In the secondary, CJ Brown (5-11, 194, Jr.) returns after an All-MAC season where he led the Huskies in tackles (109). The defense will place the safety in the box often and is an important player for NIU. However, this secondary is not producing much ball production and has been the biggest weakness of the team to this point in the season.
The Huskies should have difficulties slowing down a good Kentucky passing offense on Saturday night.
Northern Illinois special teams
John Richardson returns for NIU at placekicker after a very strong year in 2021 saw him go perfect on extra points (42/42) and 22 of 27 on field with 6 of 8 makes from 40-plus yards. However, the veteran is off to a slow start in 2022 missing two of four field goals in the first three weeks. Richardson also serves as NIU’s kickoff specialist and has produced a touchback rate of 41.1 percent on 95 attempts over the last two seasons. There will be return opportunities for Kentucky.

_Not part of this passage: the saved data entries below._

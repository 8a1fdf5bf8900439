//! Outbound notification types.
//!
//! A [`WebhookLog`] is a durable delivery task: created once per
//! (order, event, target) occurrence and mutated by the dispatcher until it
//! succeeds or exhausts its retries. Exhausted tasks are kept for audit.

use chrono::{DateTime, Duration, Utc};
use serde::{Deserialize, Serialize};
use std::fmt;
use std::str::FromStr;
use uuid::Uuid;

/// Maximum number of response-body characters kept on a task.
pub const RESPONSE_BODY_LIMIT: usize = 2000;

/// Notification-worthy order events.
#[derive(Debug, Clone, Copy, PartialEq, Eq, Hash, Serialize, Deserialize)]
pub enum EventType {
	#[serde(rename = "order.created")]
	OrderCreated,
	#[serde(rename = "order.confirmed")]
	OrderConfirmed,
	#[serde(rename = "order.delivering")]
	OrderDelivering,
	#[serde(rename = "order.completed")]
	OrderCompleted,
	#[serde(rename = "order.cancelled")]
	OrderCancelled,
	#[serde(rename = "order.restored")]
	OrderRestored,
}

impl EventType {
	pub fn as_str(&self) -> &'static str {
		match self {
			EventType::OrderCreated => "order.created",
			EventType::OrderConfirmed => "order.confirmed",
			EventType::OrderDelivering => "order.delivering",
			EventType::OrderCompleted => "order.completed",
			EventType::OrderCancelled => "order.cancelled",
			EventType::OrderRestored => "order.restored",
		}
	}
}

impl fmt::Display for EventType {
	fn fmt(&self, f: &mut fmt::Formatter<'_>) -> fmt::Result {
		f.write_str(self.as_str())
	}
}

/// Kind of party that owns a webhook endpoint.
#[derive(Debug, Clone, Copy, PartialEq, Eq, Hash, Serialize, Deserialize)]
#[serde(rename_all = "snake_case")]
pub enum TargetKind {
	Store,
	Supplier,
}

impl TargetKind {
	pub fn as_str(&self) -> &'static str {
		match self {
			TargetKind::Store => "store",
			TargetKind::Supplier => "supplier",
		}
	}
}

impl FromStr for TargetKind {
	type Err = String;

	fn from_str(s: &str) -> Result<Self, Self::Err> {
		match s {
			"store" => Ok(TargetKind::Store),
			"supplier" => Ok(TargetKind::Supplier),
			other => Err(format!("unknown webhook target kind '{}'", other)),
		}
	}
}

/// Destination registered by a store or supplier.
#[derive(Debug, Clone, PartialEq, Eq, Serialize, Deserialize)]
pub struct WebhookEndpoint {
	pub target_kind: TargetKind,
	pub target_id: u64,
	pub url: String,
	pub enabled: bool,
	pub updated_at: DateTime<Utc>,
}

impl WebhookEndpoint {
	/// Only enabled endpoints with a destination receive tasks.
	pub fn accepts_deliveries(&self) -> bool {
		self.enabled && !self.url.trim().is_empty()
	}

	/// Storage key of the endpoint for a target.
	pub fn key_for(kind: TargetKind, id: u64) -> String {
		format!("{}:{}", kind.as_str(), id)
	}
}

#[derive(Debug, Clone, Copy, PartialEq, Eq, Hash, Serialize, Deserialize)]
#[serde(rename_all = "snake_case")]
pub enum WebhookStatus {
	Pending,
	Success,
	Failed,
}

impl FromStr for WebhookStatus {
	type Err = String;

	fn from_str(s: &str) -> Result<Self, Self::Err> {
		match s {
			"pending" => Ok(WebhookStatus::Pending),
			"success" => Ok(WebhookStatus::Success),
			"failed" => Ok(WebhookStatus::Failed),
			other => Err(format!("unknown webhook status '{}'", other)),
		}
	}
}

/// Body sent to the destination. Receivers de-duplicate on `task_id`.
#[derive(Debug, Clone, PartialEq, Serialize, Deserialize)]
#[serde(rename_all = "camelCase")]
pub struct WebhookPayload {
	pub task_id: Uuid,
	pub event_type: EventType,
	pub order_id: u64,
	pub order_no: String,
	/// Unix timestamp in seconds.
	pub timestamp: i64,
	pub payload: serde_json::Value,
}

/// One outbound delivery task and its attempt history.
#[derive(Debug, Clone, PartialEq, Serialize, Deserialize)]
pub struct WebhookLog {
	pub id: u64,
	pub task_id: Uuid,
	pub target_kind: TargetKind,
	pub target_id: u64,
	pub event_type: EventType,
	pub order_id: u64,
	pub order_no: String,
	pub url: String,
	/// Snapshot of the request body, fixed at enqueue time.
	pub request_body: WebhookPayload,
	pub status: WebhookStatus,
	pub retry_count: u32,
	pub max_retry_count: u32,
	#[serde(default)]
	pub next_retry_at: Option<DateTime<Utc>>,
	/// Set while a worker holds the task.
	#[serde(default)]
	pub lease_expires_at: Option<DateTime<Utc>>,
	#[serde(default)]
	pub response_code: Option<u16>,
	#[serde(default)]
	pub response_body: Option<String>,
	#[serde(default)]
	pub duration_ms: Option<u64>,
	#[serde(default)]
	pub error_message: Option<String>,
	pub created_at: DateTime<Utc>,
	pub updated_at: DateTime<Utc>,
}

impl WebhookLog {
	/// Failed with no retries left, or with no retry that can ever be
	/// scheduled. Never picked up again automatically.
	pub fn is_exhausted(&self) -> bool {
		self.status == WebhookStatus::Failed
			&& (self.retry_count >= self.max_retry_count || self.next_retry_at.is_none())
	}

	/// When the task next becomes deliverable, ignoring any lease. `None`
	/// once it never will without an explicit requeue.
	pub fn due_at(&self) -> Option<DateTime<Utc>> {
		match self.status {
			WebhookStatus::Pending => Some(self.created_at),
			WebhookStatus::Failed if self.is_exhausted() => None,
			WebhookStatus::Failed => self.next_retry_at,
			WebhookStatus::Success => None,
		}
	}

	/// Whether a dispatcher may claim this task at `now`.
	pub fn is_claimable(&self, now: DateTime<Utc>) -> bool {
		if self.lease_expires_at.is_some_and(|lease| lease > now) {
			return false;
		}
		match self.status {
			WebhookStatus::Pending => true,
			WebhookStatus::Failed => {
				!self.is_exhausted() && self.next_retry_at.is_some_and(|at| at <= now)
			},
			WebhookStatus::Success => false,
		}
	}

	/// Records a 2xx response.
	pub fn record_success(
		&mut self,
		now: DateTime<Utc>,
		response_code: u16,
		response_body: &str,
		duration_ms: u64,
	) {
		self.status = WebhookStatus::Success;
		self.response_code = Some(response_code);
		self.response_body = Some(crate::truncate_chars(response_body, RESPONSE_BODY_LIMIT));
		self.duration_ms = Some(duration_ms);
		self.error_message = None;
		self.next_retry_at = None;
		self.lease_expires_at = None;
		self.updated_at = now;
	}

	/// Records a failed attempt and schedules the next one if retries remain.
	///
	/// A retry time past the representable range is never reached, so such a
	/// task is left unscheduled.
	pub fn record_failure(
		&mut self,
		now: DateTime<Utc>,
		retry_interval: Duration,
		response_code: Option<u16>,
		response_body: Option<&str>,
		error_message: String,
		duration_ms: u64,
	) {
		self.status = WebhookStatus::Failed;
		self.retry_count += 1;
		self.response_code = response_code;
		self.response_body =
			response_body.map(|body| crate::truncate_chars(body, RESPONSE_BODY_LIMIT));
		self.error_message = Some(error_message);
		self.duration_ms = Some(duration_ms);
		self.lease_expires_at = None;
		self.next_retry_at = if self.retry_count < self.max_retry_count {
			now.checked_add_signed(retry_interval)
		} else {
			None
		};
		self.updated_at = now;
	}

	/// Puts an exhausted task back in the queue.
	pub fn requeue(&mut self, now: DateTime<Utc>) {
		self.status = WebhookStatus::Pending;
		self.retry_count = 0;
		self.next_retry_at = None;
		self.lease_expires_at = None;
		self.updated_at = now;
	}
}
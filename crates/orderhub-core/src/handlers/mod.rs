//! Operation handlers.
//!
//! Each handler validates its input, delegates status changes to the state
//! machine and publishes the resulting events once the change is committed.

pub mod cancel;
pub mod markup;
pub mod order;
pub mod webhook;

pub use cancel::CancellationHandler;
pub use markup::MarkupHandler;
pub use order::OrderHandler;
pub use webhook::WebhookHandler;

use crate::engine::event_bus::EventBus;
use crate::state::TransitionOutcome;
use crate::EngineError;
use orderhub_types::{
	Actor, CancellationEvent, EngineEvent, Order, OrderEvent, WebhookEvent,
};

/// Publishes the events describing a committed unit.
pub(crate) fn publish_outcome(event_bus: &EventBus, outcome: &TransitionOutcome) {
	let order_id = outcome.order.id;
	match outcome.from {
		None => event_bus.publish(EngineEvent::Order(OrderEvent::Created {
			order_id,
			order_no: outcome.order.order_no.clone(),
		})),
		Some(from) => event_bus.publish(EngineEvent::Order(OrderEvent::StatusChanged {
			order_id,
			from,
			to: outcome.order.status,
			actor: outcome.actor,
		})),
	}
	if let Some(request) = &outcome.closed_request {
		event_bus.publish(EngineEvent::Cancellation(
			CancellationEvent::RequestResolved {
				request_id: request.id,
				order_id,
				status: request.status,
			},
		));
	}
	if !outcome.tasks.is_empty() {
		event_bus.publish(EngineEvent::Webhook(WebhookEvent::TasksEnqueued {
			order_id,
			count: outcome.tasks.len(),
		}));
	}
}

/// Rejects reads of archived orders and orders the actor is not a party to.
pub(crate) fn ensure_readable(order: &Order, actor: &Actor) -> Result<(), EngineError> {
	if order.is_archived() {
		return Err(EngineError::NotFound(format!("order {}", order.id)));
	}
	if !order.is_visible_to(actor) {
		return Err(EngineError::Unauthorized(format!(
			"{} {} is not a party to order {}",
			actor.kind(),
			actor.id(),
			order.id
		)));
	}
	Ok(())
}

pub(crate) fn require_admin(actor: &Actor) -> Result<u64, EngineError> {
	match actor {
		Actor::Admin(id) => Ok(*id),
		Actor::Store(_) | Actor::Supplier(_) | Actor::System => Err(EngineError::Unauthorized(
			"this operation requires an administrator".into(),
		)),
	}
}

pub(crate) fn require_text(field: &str, value: &str) -> Result<(), EngineError> {
	if value.trim().is_empty() {
		return Err(EngineError::Validation(format!("{} cannot be empty", field)));
	}
	Ok(())
}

Tom Foley is the new punter for Northern Illinois who currently rank No. 77 overall in net average (38.1). Both Tulsa and Vanderbilt were able to find success in the return game. Kentucky could have a big advantage with Tayvion Robinson back deep.

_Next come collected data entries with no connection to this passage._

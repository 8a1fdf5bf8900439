//! Broadcast channel for engine events.
//!
//! Events are published after the mutation they describe has been committed.
//! Publishing never fails the caller: with no subscribers the event is dropped.

use orderhub_types::EngineEvent;
use tokio::sync::broadcast;

/// Default capacity of the broadcast buffer.
pub const DEFAULT_CAPACITY: usize = 1024;

#[derive(Clone)]
pub struct EventBus {
	sender: broadcast::Sender<EngineEvent>,
}

impl EventBus {
	pub fn new(capacity: usize) -> Self {
		let (sender, _) = broadcast::channel(capacity);
		Self { sender }
	}

	pub fn subscribe(&self) -> broadcast::Receiver<EngineEvent> {
		self.sender.subscribe()
	}

	pub fn publish(&self, event: EngineEvent) {
		if self.sender.send(event).is_err() {
			tracing::trace!("No event subscribers");
		}
	}
}

impl Default for EventBus {
	fn default() -> Self {
		Self::new(DEFAULT_CAPACITY)
	}
}

#[cfg(test)]
mod tests {
	use super::*;
	use orderhub_types::OrderEvent;

	#[tokio::test]
	async fn test_publish_reaches_every_subscriber() {
		let bus = EventBus::new(8);
		let mut first = bus.subscribe();
		let mut second = bus.subscribe();

		bus.publish(EngineEvent::Order(OrderEvent::PaymentConfirmed { order_id: 3 }));

		for rx in [&mut first, &mut second] {
			match rx.recv().await.unwrap() {
				EngineEvent::Order(OrderEvent::PaymentConfirmed { order_id }) => {
					assert_eq!(order_id, 3)
				},
				other => panic!("unexpected event {:?}", other),
			}
		}
	}

	#[test]
	fn test_publish_without_subscribers_is_silent() {
		EventBus::default().publish(EngineEvent::MarkupRulesChanged { active_rules: 0 });
	}
}
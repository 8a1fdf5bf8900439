//! SKU catalog maintenance.

use crate::apis::{api_error, bad_request, ActingParty};
use crate::server::AppState;
use axum::{
	extract::{Path, State},
	response::Json,
};
use orderhub_types::{APIError, SkuRecord};

/// Handles PUT /api/catalog/skus/{id}. The path id wins over the body.
pub async fn upsert_sku(
	State(state): State<AppState>,
	ActingParty(actor): ActingParty,
	Path(id): Path<u64>,
	Json(mut sku): Json<SkuRecord>,
) -> Result<Json<SkuRecord>, APIError> {
	if sku.id != 0 && sku.id != id {
		return Err(bad_request(format!(
			"sku id {} in body does not match path id {}",
			sku.id, id
		)));
	}
	sku.id = id;
	state
		.engine
		.catalog()
		.upsert_sku(&actor, sku)
		.await
		.map(Json)
		.map_err(api_error)
}

pub async fn get_sku(
	State(state): State<AppState>,
	ActingParty(_actor): ActingParty,
	Path(id): Path<u64>,
) -> Result<Json<SkuRecord>, APIError> {
	state
		.engine
		.catalog()
		.get_sku(id)
		.await
		.map(Json)
		.map_err(api_error)
}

To this point, NIU has been very inefficient in the return game as the Huskies also miss Trayvon Rudolph (25.1 yards per kick returns) in the third phase. Kentucky could make a big impact in the third phase as the SEC team’s returners seem to give the Cats an edge in the kicking game.
Keys to Victory
— Kentucky seems committed to establishing the ground game this week, but the Cats must not move too far away from the offense’s biggest strength. Will Levis is playing at a high level right now, and Northern Illinois has one of the worst pass defenses in college football this season. Offensive coordinator Rich Scangarello needs to let QB1 cook on Friday night.
— If Rocky Lombardi can go, this could be a surprising challenge for the Kentucky defense. NIU’s offensive line is very good in pass protection, and when things do break down, the Michigan State transfer can make some highlight plays off-script. The secondary’s discipline could be challenged by a mobile Lombardi who can make an assortment of throws on the run.
— In the last two games, Kentucky has gotten off to a very slow start on offense. It has taken the Cats multiple drives to find some rhythm and put together a scoring drive. That needs to change soon. Facing a bad defense, UK needs to put together a good opening script and execute it early. A quick score could set the tone and give the Cats a clear runway to a double-digit win.
— Kentucky’s defense has been downright awesome against the run to this point of the season. The Cats have allowed a stingy 28.6 percent rush success rate with a 16.5 percent stuff rate. However, teams have been able to pop some big runs. As long as NIU is one-dimensional they should have difficulties moving the football. Brad White needs his defense to stop the run but also try to limit the explosives as teams have collected three rushes of 20-plus. With a huge challenge coming up against an explosive Ole Miss rushing attack, Kentucky needs to show running that ball 40-plus times in a game won’t be a recipe for success. Not letting NIU get loose on a big run or a short screen would be a good step in the right direction.